The point to consider is that God can get away from building System-B and build System-A instead; by introducing free-will into System-A. How can he do so? He can do so by a simple trick -> The free-will needs to look like free-will only to us who are exercising the free will and not to God. If God is able to execute this trick, why he needs to build System-B where he himself doesn't know future states?
Of course, one could argue that there could be no need for God to know the future states with certainty.

8
Paul wrote:There's actually another possibility. And that's that there are an infinite number of possible newspapers, and that choices made narrow down the number more and more until eventually the day arrives and we've singled out the specific future that we ourselves are living in - this would not preclude an infinite number of potential future all of which were known by god. We could add into this a number of 'likely' choices taken - with some choices being more likely than others due to the pattern of past behaviours or the desire to make the easier choice in terms of stress.

Really your question need not be so complex or wordy - you're just asking do you believe in a deterministic future, one which the future cannot be determined due to free will, or something in between.
Hi Paul,

Everett's many-worlds interpretation of quantum mechanics that you are referring to leaves me - as an astrologer - with a question that physicists wouldn't need to care about:

If everything that could happen actually does happen in some world, how does this relate to astrology?

While I assume that the astrological circumstances given at a certain time and in a certain place may potentially manifest themselves in various ways, don't they nevertheless limit the infinite possibilities that the many-worlds theory takes for granted?

Or does astrology simply describe what has the highest probability to occur? Can events take place completely out of astrological context? I do have my doubts...

More likely, astrology describes the hidden or implicit order that is underlying the apparent randomness, according to David Bohm.

Just some thoughts.

9
Michael Sternbach wrote: If everything that could happen actually does happen in some world, how does this relate to astrology?

While I assume that the astrological circumstances given at a certain time and in a certain place may potentially manifest themselves in various ways, don't they nevertheless limit the infinite possibilities that the many-worlds theory takes for granted?

Or does astrology simply describe what has the highest probability to occur? Can events take place completely out of astrological context? I do have my doubts...
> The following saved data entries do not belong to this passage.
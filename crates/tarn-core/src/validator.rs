//! Certificate Validator
//!
//! Interprets a remote validity check and decides what to do with the
//! stored client certificate: keep it, have the service issue a new pair,
//! or give up with a user-facing message.

use crate::gateway::CertificateValidity;

/// Fixed notice shown when the service reports the account as disabled.
pub const DISABLED_ACCOUNT_MESSAGE: &str = "Your account has been disabled.";

/// Reasons the service reports for a certificate that can simply be
/// re-provisioned.
const TRANSIENT_REASONS: [&str; 3] = [
    "certificate_missing",
    "certificate_not_yet_valid",
    "certificate_expired",
];

const REASON_USER_DISABLED: &str = "user_disabled";

/// What to do with the current certificate.
#[derive(Debug, Clone, PartialEq, Eq)]
pub enum CertAction {
    /// Certificate is still valid; keep using it.
    Reuse,
    /// Certificate is missing, expired, or not yet valid; request a fresh
    /// pair from the service.
    Reprovision,
    /// Activation cannot continue; the message is ready for display.
    Reject(String),
}

/// Decide among reuse, re-provision, and reject.
///
/// Stateless. Unknown reasons are rejected with the raw reason embedded
/// verbatim so new server-side codes surface intact.
pub fn evaluate(validity: &CertificateValidity) -> CertAction {
    if validity.is_valid {
        return CertAction::Reuse;
    }

    let reason = validity.reason.as_str();
    if TRANSIENT_REASONS.contains(&reason) {
        CertAction::Reprovision
    } else if reason == REASON_USER_DISABLED {
        CertAction::Reject(DISABLED_ACCOUNT_MESSAGE.to_string())
    } else {
        CertAction::Reject(format!("Your client certificate is invalid ({reason})"))
    }
}

#[cfg(test)]
mod tests {
    use super::*;

    #[test]
    fn test_valid_certificate_is_reused() {
        assert_eq!(evaluate(&CertificateValidity::valid()), CertAction::Reuse);
    }

    #[test]
    fn test_transient_reasons_reprovision() {
        for reason in [
            "certificate_missing",
            "certificate_not_yet_valid",
            "certificate_expired",
        ] {
            assert_eq!(
                evaluate(&CertificateValidity::invalid(reason)),
                CertAction::Reprovision,
                "reason {reason} should trigger re-provisioning"
            );
        }
    }

    #[test]
    fn test_disabled_account_gets_fixed_message() {
        let action = evaluate(&CertificateValidity::invalid("user_disabled"));
        assert_eq!(action, CertAction::Reject(DISABLED_ACCOUNT_MESSAGE.into()));
    }

    #[test]
    fn test_unknown_reason_is_embedded_verbatim() {
        let action = evaluate(&CertificateValidity::invalid("certificate_on_fire"));
        match action {
            CertAction::Reject(msg) => assert!(msg.contains("certificate_on_fire")),
            other => panic!("expected reject, got {other:?}"),
        }
    }

    #[test]
    fn test_valid_flag_wins_over_reason() {
        // A reason alongside is_valid=true is ignored.
        let validity = CertificateValidity {
            is_valid: true,
            reason: "user_disabled".into(),
        };
        assert_eq!(evaluate(&validity), CertAction::Reuse);
    }
}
More likely, astrology describes the hidden or implicit order that is underlying the apparent randomness, according to David Bohm.

Just some thoughts.
Right well we shouldn't rule out the notion that if there are many worlds, of which there are an infinite number, then perhaps it would demonstrate that actually astrology is a load of rubbish and clearly the same astrological signatures described an infinite number of things at all times. That's one approach. Obviously as astrologers we tend to move away from that approach.

The other is that the futures are indeed limited, though not necessarily always by astrological signature, but instead by the narrow scope of will of each individual person. We should not assume that because people have free will that there are an infinite number of examples in which they do an infinite number of things. In a great majority of those infinite worlds a person may well make the exact same choice, or have the same thing befall them, and indeed could do so in every single future.
I tend to feel in fact that the themes of what will happen in our life will be pretty much consistent across all futures, if we accept this theory, but how we react or deal with them may differ based on our previous experience in how we dealt with that kind of theme in the past. A great deal of this may well be outside of our control. In addition I personally do not think all things which happen to a person is being clearly described by astrology - whilst someone may have some difficult transit or period of life and whilst under that period of time they may, say, be hit with a car and die, I do not necessarily think that the astrology is specific to a degree to always demonstrate death. It may be, say, carelessness or being prone to accident. But the scope of severity would differ.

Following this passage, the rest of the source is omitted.